On Tuesday, Turning Point USA returned to Utah for the first time since Charlie Kirk’s assassination on September 10. According to the organization, over 5,000 people gathered at Utah State University’s 10,000-plus-seat Dee Glen Smith Spectrum arena in Logan to listen to a panel featuring some of the biggest names in state and regional politics.
Among the notable names from the GOP attending were Utah Governor Spencer Cox, who headlined the event, alongside former Utah Representative Jason Chaffetz and Arizona Representative Andy Biggs, with Turning Point-associated podcast host Alex Clark opening the show. Utah Senator Mike Lee was scheduled to attend, but pulled out due to the government shutdown.
The atmosphere was largely upbeat from the outset, with MAGA hat-adorned visitors doing the wave to contemporary pop and rap music and clapping along to ACDC’s “Thunderstruck” in the 15 minutes preceding the event.
However, a different vibe soon filled the arena once the countdown clock reached zero and a video charting Kirk’s career from 18-year-old organizer to one of the GOP’s most prominent activists came on-screen. Chants of “Charlie” followed, ahead of Yrefy CEO Don Fenstermaker discussing his debt finance company’s student loan refinancing services, which was followed by renditions of the “Star Spangled Banner” and “Proud To Be an American.”
“I’m not here to eulogize Charlie Kirk—I’m here to pass the torch to every one of you,” Clark said after taking the stage. “We are about to raise the most conservative, Christian generation America has ever seen.”
Promoting childbearing, healthy eating, homeschooling, and church attendance, Clark rallied the crowd behind her traditionally conservative message adapted to the predominantly-Gen Z audience, with references to dead-end, Snapchat-based romantic relationships and dating app frustrations. She stressed it was Kirk who pioneered adapting traditional values for the next generation and saved conservatives from losing the youth vote.
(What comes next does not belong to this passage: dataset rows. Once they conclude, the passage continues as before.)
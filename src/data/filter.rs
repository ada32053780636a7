use std::collections::{BTreeMap, BTreeSet};

use thiserror::Error;

use super::model::{Coerced, MovieDataset};

// ---------------------------------------------------------------------------
// Filter predicate: year range + selected genres
// ---------------------------------------------------------------------------

#[derive(Debug, Clone, PartialEq, Eq, Error)]
pub enum QueryError {
    #[error("year range is inverted: {lo} > {hi}")]
    InvertedRange { lo: i32, hi: i32 },
}

/// Closed year interval `[lo, hi]` with `lo <= hi`.
#[derive(Debug, Clone, Copy, PartialEq, Eq)]
pub struct YearRange {
    lo: i32,
    hi: i32,
}

impl YearRange {
    pub fn new(lo: i32, hi: i32) -> Result<Self, QueryError> {
        if lo > hi {
            return Err(QueryError::InvertedRange { lo, hi });
        }
        Ok(YearRange { lo, hi })
    }

    pub fn contains(&self, year: i32) -> bool {
        self.lo <= year && year <= self.hi
    }
}

/// One user selection: which years and genres to show.
#[derive(Debug, Clone, PartialEq)]
pub struct Query {
    pub years: YearRange,
    /// Empty means "any genre".
    pub genres: BTreeSet<String>,
    /// Length of the top-rated ranking.
    pub top_n: usize,
}

impl Query {
    pub fn new(years: YearRange, genres: BTreeSet<String>) -> Self {
        Query {
            years,
            genres,
            top_n: 10,
        }
    }

    pub fn with_top_n(mut self, top_n: usize) -> Self {
        self.top_n = top_n;
        self
    }

    /// Whether a movie with this `year` and `genres_clean` passes.
    ///
    /// Genres are OR-ed: containing any one selected label as a substring
    /// is enough.
    pub fn matches(&self, year: i32, genres_clean: &str) -> bool {
        self.years.contains(year)
            && (self.genres.is_empty()
                || self
                    .genres
                    .iter()
                    .any(|label| genres_clean.contains(label.as_str())))
    }
}

// ---------------------------------------------------------------------------
// Query result
// ---------------------------------------------------------------------------

/// Indices into [`MovieDataset::movies`] plus the two derived chart views.
#[derive(Debug, Clone, Default, PartialEq, Eq)]
pub struct QueryResult {
    /// Matching movies, in dataset order.
    pub matches: Vec<usize>,
    /// Highest `vote_average` first, at most `top_n` entries.
    pub top_rated: Vec<usize>,
    /// `(year, count)` ascending by year.
    pub per_year: Vec<(i32, usize)>,
}

impl QueryResult {
    pub fn is_empty(&self) -> bool {
        self.matches.is_empty()
    }
}

/// Evaluate a query against the cleaned dataset.
pub fn run_query(dataset: &MovieDataset, query: &Query) -> QueryResult {
    let matches = filtered_indices(dataset, query);
    let top_rated = top_rated(dataset, &matches, query.top_n);
    let per_year = per_year_counts(dataset, &matches);
    QueryResult {
        matches,
        top_rated,
        per_year,
    }
}

/// Return indices of movies that pass the query's predicate.
pub fn filtered_indices(dataset: &MovieDataset, query: &Query) -> Vec<usize> {
    dataset
        .movies
        .iter()
        .enumerate()
        .filter(|(_, m)| query.matches(m.year, &m.genres_clean))
        .map(|(i, _)| i)
        .collect()
}

/// The `n` best-rated of `indices`. Ties keep their relative order and
/// unknown ratings sort after every known one.
pub fn top_rated(dataset: &MovieDataset, indices: &[usize], n: usize) -> Vec<usize> {
    let mut ranked = indices.to_vec();
    // sort_by is stable, so equal scores stay in dataset order.
    ranked.sort_by(|&a, &b| {
        match (
            dataset.movies[a].vote_average,
            dataset.movies[b].vote_average,
        ) {
            (Coerced::Known(x), Coerced::Known(y)) => y.total_cmp(&x),
            (Coerced::Known(_), Coerced::Unknown) => std::cmp::Ordering::Less,
            (Coerced::Unknown, Coerced::Known(_)) => std::cmp::Ordering::Greater,
            (Coerced::Unknown, Coerced::Unknown) => std::cmp::Ordering::Equal,
        }
    });
    ranked.truncate(n);
    ranked
}

/// Number of movies per release year, ascending by year.
pub fn per_year_counts(dataset: &MovieDataset, indices: &[usize]) -> Vec<(i32, usize)> {
    let mut counts: BTreeMap<i32, usize> = BTreeMap::new();
    for &i in indices {
        *counts.entry(dataset.movies[i].year).or_default() += 1;
    }
    counts.into_iter().collect()
}

// ---------------------------------------------------------------------------
// Display formatting
// ---------------------------------------------------------------------------

pub const NO_DATA: &str = "no data available";
pub const UNKNOWN: &str = "unknown";

/// Render a budget or revenue cell.
///
/// A literal zero means "not recorded" in the source data, so it is shown
/// as [`NO_DATA`]; an unparseable cell is shown as [`UNKNOWN`].
pub fn format_money(value: Coerced<f64>) -> String {
    match value {
        Coerced::Unknown => UNKNOWN.to_string(),
        Coerced::Known(v) if v == 0.0 => NO_DATA.to_string(),
        Coerced::Known(v) => {
            // Negative fractions truncate to -0.0, which prints as "-0".
            let whole = if v.trunc() == 0.0 { 0.0 } else { v.trunc() };
            group_thousands(&format!("{whole:.0}"))
        }
    }
}

/// `"1500000"` → `"1,500,000"`. Takes an optionally signed digit string so
/// amounts beyond the `i64` range keep every digit.
pub fn group_thousands(number: &str) -> String {
    let (sign, digits) = match number.strip_prefix('-') {
        Some(rest) => ("-", rest),
        None => ("", number),
    };
    let mut out = String::with_capacity(number.len() + digits.len() / 3);
    out.push_str(sign);
    for (i, c) in digits.chars().enumerate() {
        if i > 0 && (digits.len() - i) % 3 == 0 {
            out.push(',');
        }
        out.push(c);
    }
    out
}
The attack on Kirk was generally framed as being part of a broader assault on free speech and open debate. In a prerecorded message, Lee said silencing a voice cannot silence an idea and urged attendees to carry on Kirk’s mission. The governor echoed these remarks.
“This was more than just an attack on Charlie Kirk, this was an attack on free speech, on America, on American ideals,” Cox said. “This idea that speech is violence is so wrong, and it goes a step worse than that because then they think violence is speech.”
At the onset of Cox remarks, a minority of attendees loudly booed his presence, but the governor was able to rally applause by invoking his pleasure to be back at his alma mater. The Republican governor—who has been a fixture with Disagree Better, a campaign in favor of civil dialogue by the bipartisan National Governors Association—has previously faced heat from the hard right.
Nonetheless, Biggs, former chair of the House Freedom Caucus—a group whose brand of conservative politics is to the right of Cox’s—cooled the crowd. “If you use the worst possible rhetoric, you’re going to trigger some people to engage with violence,” Biggs said. “This kind of demonization kills trust in your government, and trust in your fellow man gets weaker.”
Biggs pinned that behavior largely on the left, as did Chaffetz, who was there the day Kirk was assassinated. He said the tragedy was “still raw” and discussed the fear attendees at the Utah Valley University event felt during the day’s chaos and uncertainty.
Despite Turning Point USA now operating under the leadership of Kirk’s wife, Erika Kirk, the organization faces uncertainty in wake of its founder’s passing. Kirk had a personal relationship with President Donald Trump and played a significant role in organizing around his eventual 2024 victory. Cox, who denounced violence by the far right, made clear he would like to see Turning Point advance Kirk’s legacy of cross-party dialogue.
“He treated those with differing views with love, with respect, with dignity—that is not soft,” Cox said. “There are people in our party who don’t want us to do what Charlie did, and we cannot fall prey to that.”